Kei society thus presents a contrasting configuration, in which affinity nearly
disappears. It is a configuration where a marriage induces a change of status, establishing higher- or lower-ranked relationships between intermarried houses. In
other words, although there is no distinction of sex in the use of kinship terms, in
the social relations between brothers and sisters, and husbands and wives, a sex
distinction does exist. Within this distinction, there is a hierarchy, which exists in
tandem with differential statuses of marriage relationships.

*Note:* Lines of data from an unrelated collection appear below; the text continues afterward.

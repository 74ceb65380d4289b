use anyhow::{Context, Result};
use std::path::{Path, PathBuf};

use crate::cad_config::{CONFIG_FILE_NAME, CadToml};

pub const DATA_DIR_NAME: &str = ".cadforge";

/// Runtime configuration for cadforge.
///
/// Bridges the layered `CadToml` settings with the on-disk layout of a
/// cadforge project directory.
#[derive(Debug, Clone)]
pub struct Config {
    pub project_dir: PathBuf,
    pub data_dir: PathBuf,
    pub store_path: PathBuf,
    pub output_dir: PathBuf,
    pub feedback_dir: PathBuf,
    pub log_dir: PathBuf,
    pub verbose: bool,
    pub toml: CadToml,
}

impl Config {
    /// Resolve a project directory, loading `cadforge.toml` and applying
    /// environment overrides.
    pub fn new(project_dir: &Path, verbose: bool) -> Result<Self> {
        let project_dir = project_dir
            .canonicalize()
            .context("Failed to resolve project directory")?;
        let data_dir = project_dir.join(DATA_DIR_NAME);
        let mut toml = CadToml::load_or_default(&data_dir)?;
        toml.apply_env();
        Ok(Self::from_parts(project_dir, toml, verbose))
    }

    /// Build a config from an already-resolved directory and settings.
    pub fn from_parts(project_dir: PathBuf, toml: CadToml, verbose: bool) -> Self {
        let data_dir = project_dir.join(DATA_DIR_NAME);
        Self {
            store_path: data_dir.join("store.db"),
            output_dir: data_dir.join("outputs"),
            feedback_dir: data_dir.join("feedback"),
            log_dir: data_dir.join("logs"),
            data_dir,
            project_dir,
            verbose,
            toml,
        }
    }

    pub fn config_file(&self) -> PathBuf {
        self.data_dir.join(CONFIG_FILE_NAME)
    }

    pub fn is_initialized(&self) -> bool {
        self.data_dir.exists()
    }

    pub fn ensure_directories(&self) -> Result<()> {
        std::fs::create_dir_all(&self.output_dir).context("Failed to create output directory")?;
        std::fs::create_dir_all(&self.feedback_dir)
            .context("Failed to create feedback directory")?;
        std::fs::create_dir_all(&self.log_dir).context("Failed to create log directory")?;
        Ok(())
    }

    /// Apply CLI overrides on top of file and environment settings.
    pub fn with_overrides(
        mut self,
        exec_timeout: Option<u64>,
        max_parallel: Option<usize>,
    ) -> Self {
        if let Some(secs) = exec_timeout {
            self.toml.executor.timeout_secs = secs;
        }
        if let Some(limit) = max_parallel {
            self.toml.parts.max_parallel = limit;
        }
        self
    }
}

#[cfg(test)]
mod tests {
    use super::*;
    use tempfile::tempdir;

    #[test]
    fn test_config_paths_in_data_directory() {
        let dir = tempdir().unwrap();
        let config = Config::new(dir.path(), false).unwrap();
        let root = dir.path().canonicalize().unwrap();
        assert_eq!(config.data_dir, root.join(".cadforge"));
        assert_eq!(config.store_path, root.join(".cadforge/store.db"));
        assert_eq!(config.output_dir, root.join(".cadforge/outputs"));
        assert_eq!(config.config_file(), root.join(".cadforge/cadforge.toml"));
        assert!(!config.is_initialized());
    }

    #[test]
    fn test_config_reads_toml_file() {
        let dir = tempdir().unwrap();
        let data_dir = dir.path().join(".cadforge");
        std::fs::create_dir_all(&data_dir).unwrap();
        std::fs::write(
            data_dir.join("cadforge.toml"),
            "[parts]\nmax_parallel = 7\n",
        )
        .unwrap();
        let config = Config::new(dir.path(), true).unwrap();
        assert_eq!(config.toml.parts.max_parallel, 7);
        assert!(config.verbose);
        assert!(config.is_initialized());
    }

    #[test]
    fn test_cli_overrides_win() {
        let dir = tempdir().unwrap();
        let config = Config::new(dir.path(), false)
            .unwrap()
            .with_overrides(Some(3), Some(5));
        assert_eq!(config.toml.executor.timeout_secs, 3);
        assert_eq!(config.toml.parts.max_parallel, 5);
    }

    #[test]
    fn test_ensure_directories() {
        let dir = tempdir().unwrap();
        let config = Config::new(dir.path(), false).unwrap();
        config.ensure_directories().unwrap();
        assert!(config.output_dir.exists());
        assert!(config.feedback_dir.exists());
        assert!(config.log_dir.exists());
    }

    #[test]
    fn test_missing_project_dir_is_error() {
        let dir = tempdir().unwrap();
        let result = Config::new(&dir.path().join("nope"), false);
        assert!(result.is_err());
    }
}
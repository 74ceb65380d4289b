use super::{CodeGenerator, GeneratedCode, GenerationRequest, StageHint};
use crate::cad_config::GeneratorSection;
use crate::errors::GeneratorError;
use crate::util::strip_code_fence;
use async_trait::async_trait;
use serde::Deserialize;
use serde_json::json;
use std::time::Duration;

/// Generator behind an OpenAI-compatible chat completions endpoint.
pub struct HttpGenerator {
    client: reqwest::Client,
    endpoint: String,
    model: String,
    api_key: Option<String>,
}

#[derive(Debug, Deserialize)]
struct ChatResponse {
    #[serde(default)]
    choices: Vec<ChatChoice>,
}

#[derive(Debug, Deserialize)]
struct ChatChoice {
    message: ChatMessage,
}

#[derive(Debug, Deserialize)]
struct ChatMessage {
    #[serde(default)]
    content: Option<String>,
}

/// Output contract for each stage. Only the shape of the answer is fixed
/// here; the caller's prompt is passed through untouched.
fn output_contract(stage: StageHint) -> &'static str {
    match stage {
        StageHint::Concept => {
            "Answer with one JSON object only: {\"refined_description\": string, \
             \"design_type\": string, \"key_features\": [string], \
             \"estimated_complexity\": \"low\"|\"medium\"|\"high\", \
             \"estimated_parts_count\": integer}"
        }
        StageHint::Parts => {
            "Answer with one JSON object only: {\"parts\": [{\"name\": string, \
             \"description\": string, \"manufacturing_method\": \"3d_print\"|\"cnc\", \
             \"material_recommendation\": string, \
             \"estimated_dimensions\": {\"x\": number, \"y\": number, \"z\": number}, \
             \"notes\": string}]}"
        }
        StageHint::OverallModel | StageHint::Part => {
            "Answer with CadQuery Python code only. Bind the final shape to a variable \
             named `result`."
        }
    }
}

impl HttpGenerator {
    pub fn new(
        endpoint: &str,
        model: &str,
        api_key: Option<String>,
        timeout: Duration,
    ) -> Result<Self, GeneratorError> {
        let client = reqwest::Client::builder()
            .timeout(timeout)
            .build()
            .map_err(|e| GeneratorError::unavailable(format!("cannot build HTTP client: {}", e)))?;
        Ok(Self {
            client,
            endpoint: endpoint.to_string(),
            model: model.to_string(),
            api_key,
        })
    }

    pub fn from_config(section: &GeneratorSection) -> Result<Self, GeneratorError> {
        let api_key = std::env::var(&section.api_key_env)
            .ok()
            .filter(|k| !k.is_empty());
        if api_key.is_none() {
            tracing::warn!(env = %section.api_key_env, "No API key set for HTTP generator");
        }
        Self::new(
            &section.endpoint,
            &section.model,
            api_key,
            Duration::from_secs(section.timeout_secs),
        )
    }

    fn build_body(&self, request: &GenerationRequest) -> serde_json::Value {
        let mut user = request.prompt.clone();
        if !request.context.is_empty() {
            user.push_str("\n\nContext:\n");
            user.push_str(
                &serde_json::to_string_pretty(&request.context).unwrap_or_default(),
            );
        }
        json!({
            "model": self.model,
            "messages": [
                {"role": "system", "content": output_contract(request.stage_hint)},
                {"role": "user", "content": user},
            ],
        })
    }
}

#[async_trait]
impl CodeGenerator for HttpGenerator {
    async fn generate(&self, request: &GenerationRequest) -> Result<GeneratedCode, GeneratorError> {
        let mut builder = self.client.post(&self.endpoint).json(&self.build_body(request));
        if let Some(key) = &self.api_key {
            builder = builder.bearer_auth(key);
        }

        let response = builder
            .send()
            .await
            .map_err(|e| GeneratorError::unavailable(format!("request failed: {}", e)))?;
        let status = response.status();
        if !status.is_success() {
            let body = response.text().await.unwrap_or_default();
            return Err(GeneratorError::unavailable(format!(
                "endpoint returned {}: {}",
                status,
                body.chars().take(500).collect::<String>()
            )));
        }

        let parsed: ChatResponse = response
            .json()
            .await
            .map_err(|e| GeneratorError::unavailable(format!("unreadable response: {}", e)))?;
        let content = parsed
            .choices
            .into_iter()
            .next()
            .and_then(|c| c.message.content)
            .unwrap_or_default();

        let code = if request.stage_hint.expects_json() {
            content.trim().to_string()
        } else {
            strip_code_fence(&content)
        };
        if code.is_empty() {
            return Err(GeneratorError::empty("endpoint returned no content"));
        }

        Ok(GeneratedCode {
            code,
            description: String::new(),
        })
    }
}
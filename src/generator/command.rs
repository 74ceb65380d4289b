use super::{CodeGenerator, GeneratedCode, GenerationRequest};
use crate::cad_config::GeneratorSection;
use crate::errors::GeneratorError;
use crate::util::extract_json_object;
use async_trait::async_trait;
use std::process::Stdio;
use std::time::Duration;
use tokio::io::AsyncWriteExt;
use tokio::process::Command;
use tokio::time::timeout;

/// Generator backed by an external program.
///
/// The request is written to the program's stdin as one JSON document; the
/// program answers on stdout with `{"code": "...", "description": "..."}`.
/// A non-zero exit is `Unavailable`, an unusable answer is `EmptyResult`.
pub struct CommandGenerator {
    program: String,
    args: Vec<String>,
    timeout: Duration,
}

impl CommandGenerator {
    pub fn new(program: impl Into<String>, args: Vec<String>, timeout: Duration) -> Self {
        Self {
            program: program.into(),
            args,
            timeout,
        }
    }

    pub fn from_config(section: &GeneratorSection) -> Self {
        Self::new(
            section.command.clone(),
            section.args.clone(),
            Duration::from_secs(section.timeout_secs),
        )
    }

    fn parse_answer(stdout: &str) -> Result<GeneratedCode, GeneratorError> {
        let json = extract_json_object(stdout)
            .ok_or_else(|| GeneratorError::empty("generator printed no JSON answer"))?;
        let answer: GeneratedCode = serde_json::from_str(&json)
            .map_err(|e| GeneratorError::empty(format!("generator answer is malformed: {}", e)))?;
        if answer.code.trim().is_empty() {
            return Err(GeneratorError::empty("generator returned blank code"));
        }
        Ok(answer)
    }
}

#[async_trait]
impl CodeGenerator for CommandGenerator {
    async fn generate(&self, request: &GenerationRequest) -> Result<GeneratedCode, GeneratorError> {
        let payload = serde_json::to_string(request)
            .map_err(|e| GeneratorError::unavailable(format!("cannot encode request: {}", e)))?;

        tracing::debug!(
            program = %self.program,
            stage = request.stage_hint.as_str(),
            "Calling generator command"
        );

        let mut child = Command::new(&self.program)
            .args(&self.args)
            .stdin(Stdio::piped())
            .stdout(Stdio::piped())
            .stderr(Stdio::piped())
            .env("CADFORGE_STAGE", request.stage_hint.as_str())
            .kill_on_drop(true)
            .spawn()
            .map_err(|e| {
                GeneratorError::unavailable(format!("failed to spawn '{}': {}", self.program, e))
            })?;

        // Feeding stdin and draining stdout share the deadline; a program that
        // never reads its request must not stall the call past it.
        let stdin = child.stdin.take();
        let feed = async {
            if let Some(mut stdin) = stdin {
                // A program that ignores stdin may close it early; its answer still counts.
                if let Err(e) = stdin.write_all(payload.as_bytes()).await {
                    tracing::debug!(error = %e, "Generator closed stdin early");
                }
            }
        };
        let exchange = async {
            let ((), output) = tokio::join!(feed, child.wait_with_output());
            output
        };

        let output = match timeout(self.timeout, exchange).await {
            Ok(result) => result.map_err(|e| {
                GeneratorError::unavailable(format!("failed waiting for generator: {}", e))
            })?,
            Err(_) => {
                return Err(GeneratorError::unavailable(format!(
                    "generator timed out after {}s",
                    self.timeout.as_secs()
                )));
            }
        };

        if !output.status.success() {
            let stderr = String::from_utf8_lossy(&output.stderr);
            return Err(GeneratorError::unavailable(format!(
                "generator exited with {}: {}",
                output.status.code().unwrap_or(-1),
                stderr.trim()
            )));
        }

        Self::parse_answer(&String::from_utf8_lossy(&output.stdout))
    }
}
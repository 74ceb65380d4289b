//! Workspace initialization and project inspection commands.

use anyhow::{Context, Result};
use cadforge::cad_config::CadToml;
use cadforge::config::{Config, DATA_DIR_NAME};
use cadforge::design::{StageArtifact, StageOutput};
use cadforge::parts::GenerationSummary;
use cadforge::store::SqliteStore;
use cadforge_common::{
    Concept, DesignProject, GeneratedUnit, PartBreakdown, PartStatus, ProjectStatus, UnitOrigin,
    UnitTarget,
};
use console::style;
use std::path::Path;

use super::Session;
use crate::Cli;

pub fn cmd_init(project_dir: &Path) -> Result<()> {
    std::fs::create_dir_all(project_dir.join(DATA_DIR_NAME))
        .context("Failed to create .cadforge directory")?;
    let config = Config::new(project_dir, false)?;
    let was_configured = config.config_file().exists();
    if !was_configured {
        CadToml::default().save(&config.config_file())?;
    }
    config.ensure_directories()?;
    SqliteStore::open(&config.store_path).context("Failed to create the design store")?;

    if was_configured {
        println!(
            "cadforge workspace already initialized at {}",
            config.data_dir.display()
        );
        println!("Directory structure verified.");
        return Ok(());
    }

    println!("Initialized cadforge workspace at {}", config.data_dir.display());
    println!();
    println!("Created directory structure:");
    println!("  .cadforge/");
    println!("  ├── cadforge.toml  # Generator, executor and parts settings");
    println!("  ├── store.db       # Projects, concepts, breakdowns and units");
    println!("  ├── outputs/       # Exported STEP/STL/DXF files per project");
    println!("  ├── feedback/      # Monthly JSONL feedback logs");
    println!("  └── logs/          # Daily rolling logs");
    println!();
    println!("Next steps:");
    println!("  1. Point [generator] in cadforge.toml at your code generator");
    println!("  2. Run `cadforge new \"<what to design>\"` to start a project");
    println!("  3. Run `cadforge advance <id>` to approve each stage");
    Ok(())
}

pub async fn cmd_new(cli: &Cli, project_dir: &Path, prompt: &str, user: &str) -> Result<()> {
    let session = Session::open(cli, project_dir)?;
    let (project, output) = session.pipeline.start(user, prompt).await?;
    println!("Created project {}", style(project.id).bold());
    match output {
        Ok(output) => print_stage_output(&output),
        Err(e) => {
            println!(
                "{} Concept generation failed: {}",
                style("✗").red(),
                e
            );
            println!("Retry with `cadforge regenerate {}`.", project.short_id());
        }
    }
    Ok(())
}

pub async fn cmd_list(cli: &Cli, project_dir: &Path) -> Result<()> {
    let session = Session::open(cli, project_dir)?;
    let projects = session.store.list_projects().await?;
    if projects.is_empty() {
        println!("No projects yet. Run `cadforge new \"<prompt>\"` to start one.");
        return Ok(());
    }
    for project in projects {
        println!(
            "{}  {:<14} {:<10} {}/{}  {}",
            style(project.short_id()).bold(),
            project.stage.as_str(),
            styled_status(project.status),
            project.generated_parts,
            project.total_parts,
            truncate(&project.original_prompt, 60)
        );
    }
    Ok(())
}

pub async fn cmd_show(cli: &Cli, project_dir: &Path, reference: &str) -> Result<()> {
    let session = Session::open(cli, project_dir)?;
    let id = session.resolve(reference).await?;
    let project = session.store.load_project(id).await?;
    print_project(&project);

    if let Some(concept) = session.store.latest_concept(id).await? {
        println!();
        print_concept(&concept);
    }
    if let Some(unit_id) = &project.overall_unit_id
        && let Some(unit) = session.store.load_unit(unit_id).await?
    {
        println!();
        println!("{}", style("Whole-object model").bold());
        print_unit(&unit);
    }
    if let Some(breakdown) = session.store.load_breakdown(id).await? {
        println!();
        print_breakdown(&breakdown);
    }

    let history = session.store.list_units(id, None).await?;
    if !history.is_empty() {
        println!();
        println!("{}", style("Attempts").bold());
        for unit in history {
            println!(
                "  {:<28} {:<14} {:<10} {}",
                unit.unit_id,
                target_label(unit.target),
                origin_label(unit.origin),
                unit.outcome.kind_str()
            );
        }
    }

    if !project.approvals.is_empty() {
        println!();
        println!("{}", style("Approvals").bold());
        for approval in &project.approvals {
            println!(
                "  {} → {}  {}{}",
                approval.from,
                approval.to,
                approval.at.format("%Y-%m-%d %H:%M:%S"),
                approval
                    .approved_by
                    .as_deref()
                    .map(|by| format!(" by {}", by))
                    .unwrap_or_default()
            );
        }
    }
    Ok(())
}

// ── Rendering ────────────────────────────────────────────────────────────

pub(crate) fn styled_status(status: ProjectStatus) -> String {
    let text = format!("{:<10}", status.as_str());
    match status {
        ProjectStatus::Completed => style(text).green().to_string(),
        ProjectStatus::Failed => style(text).red().to_string(),
        ProjectStatus::Generating => style(text).yellow().to_string(),
        _ => text,
    }
}

fn truncate(text: &str, max: usize) -> String {
    let line = text.lines().next().unwrap_or_default();
    if line.chars().count() <= max {
        return line.to_string();
    }
    let cut: String = line.chars().take(max.saturating_sub(1)).collect();
    format!("{}…", cut)
}

fn origin_label(origin: UnitOrigin) -> &'static str {
    match origin {
        UnitOrigin::Generated => "generated",
        UnitOrigin::Correction => "correction",
    }
}

fn target_label(target: UnitTarget) -> String {
    match target {
        UnitTarget::OverallModel => "overall".to_string(),
        UnitTarget::Part { number } => format!("part {}", number),
    }
}

pub(crate) fn print_project(project: &DesignProject) {
    println!("{} {}", style("Project").bold(), project.id);
    println!("  prompt:  {}", project.original_prompt);
    println!("  user:    {}", project.user_id);
    println!(
        "  stage:   {} ({})",
        style(project.stage).cyan(),
        styled_status(project.status).trim_end()
    );
    if project.total_parts > 0 {
        println!(
            "  parts:   {} generated, {} failed, {} total",
            project.generated_parts, project.failed_parts, project.total_parts
        );
    }
}

fn print_concept(concept: &Concept) {
    println!(
        "{} (revision {})",
        style("Concept").bold(),
        concept.revision
    );
    println!("  {}", concept.refined_description);
    println!(
        "  type: {}, complexity: {}, estimated parts: {}",
        concept.design_type.as_str(),
        concept.complexity.as_str(),
        concept.estimated_parts_count
    );
    if !concept.key_features.is_empty() {
        println!("  features: {}", concept.key_features.join(", "));
    }
}

pub(crate) fn print_unit(unit: &GeneratedUnit) {
    let marker = if unit.outcome.is_success() {
        style("✓").green()
    } else {
        style("✗").red()
    };
    println!(
        "  {} {} [{}] {} in {}ms",
        marker,
        unit.unit_id,
        unit.outcome.kind_str(),
        origin_label(unit.origin),
        unit.duration_ms
    );
    for file in &unit.files {
        println!(
            "    {} ({} bytes, sha256 {})",
            file.path.display(),
            file.bytes,
            &file.sha256[..file.sha256.len().min(12)]
        );
    }
    if let Some(error) = &unit.error {
        for line in error.lines().take(8) {
            println!("    {}", style(line).dim());
        }
    }
}

fn print_breakdown(breakdown: &PartBreakdown) {
    println!(
        "{} (revision {}, {} parts)",
        style("Parts").bold(),
        breakdown.revision,
        breakdown.len()
    );
    for part in &breakdown.parts {
        let status = match part.status {
            PartStatus::Completed => style(part.status.as_str()).green(),
            PartStatus::Failed => style(part.status.as_str()).red(),
            PartStatus::Generating => style(part.status.as_str()).yellow(),
            PartStatus::Pending => style(part.status.as_str()).dim(),
        };
        println!(
            "  {:>2}. {:<24} {:<8} {:<10} {}",
            part.part_number,
            truncate(&part.name, 24),
            part.manufacturing_method.as_str(),
            status,
            part.current_unit_id.as_deref().unwrap_or("-")
        );
        if let Some(error) = part.error.as_deref().and_then(|e| e.lines().next()) {
            println!("      {}", style(error).dim());
        }
    }
    let methods: Vec<String> = breakdown
        .count_by_method()
        .iter()
        .map(|(method, count)| format!("{} {}", count, method))
        .collect();
    println!("  by method: {}", methods.join(", "));
}

pub(crate) fn print_summary(summary: &GenerationSummary) {
    println!(
        "Attempted {} part(s): {} completed, {} failed",
        summary.attempted,
        style(summary.completed).green(),
        style(summary.failed).red()
    );
    if summary.busy > 0 {
        println!("{} part(s) were already generating elsewhere", summary.busy);
    }
    for error in &summary.errors {
        println!("  {} {}", style("!").yellow(), error);
    }
    if summary.project_completed {
        println!("{}", style("Project completed.").green().bold());
    }
}

pub(crate) fn print_stage_output(output: &StageOutput) {
    match &output.artifact {
        StageArtifact::Concept(concept) => print_concept(concept),
        StageArtifact::OverallModel(unit) => {
            println!("{}", style("Whole-object model").bold());
            print_unit(unit);
        }
        StageArtifact::Breakdown(breakdown) => print_breakdown(breakdown),
        StageArtifact::Parts(summary) => print_summary(summary),
        StageArtifact::Entered => {}
    }
    println!();
    println!(
        "Project {} is at {} ({})",
        output.project.short_id(),
        style(output.project.stage).cyan(),
        styled_status(output.project.status).trim_end()
    );
}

For further comparison with South India, we can briefly underline a point concerning Kei ideology (Barraud 1990; Alès and Barraud 2001). In South India, while
trying to understand the relationship between ideology (the pure and the impure,
caste and hierarchy) and kinship features, Dumont finds in kinship terminology
what he calls equality of the sexes and equal status between consanguinity and affinity. At the same time, he discovers that differences of status (hierarchy) enter the
caste through marriage. In Kei, by contrast, values are defined in reference to two
sets of ideas, which, for simplicity, may be described as the internal organization of
the society (subordinate level) and the relationship with the world beyond society
(superior level). Marriage must be considered at both levels. Maternal affines (the
mother’s brother and their ancestors) have a higher status at the subordinate level
of ideology. Sisters destined to marry outside the house are called “women strangers” from birth. These out-married sisters, their husbands and descendants, are associated with the superior level of the world beyond society. In this case, marriage
and sex distinction have a dual status.
In Dumont’s terms, “equality” would be an inappropriate description of this
configuration. South India displays in its kinship terminology an equistatutory opposition between affines and consanguines for each sex. South Indian kinship terminology includes distinct words for each sex, which receive equal treatment. This
is not the case in the Keiese terminology, where a single term designates both sexes.
The sex distinction here is manifested through the relation.
13. The sex distinction, and particularly its relative sex modality in different societies, is
central to Alès and Barraud’s Sexe relatif ou sexe absolu? (2001).
14. This feature is well known as being a characteristic of Eastern Indonesia societies.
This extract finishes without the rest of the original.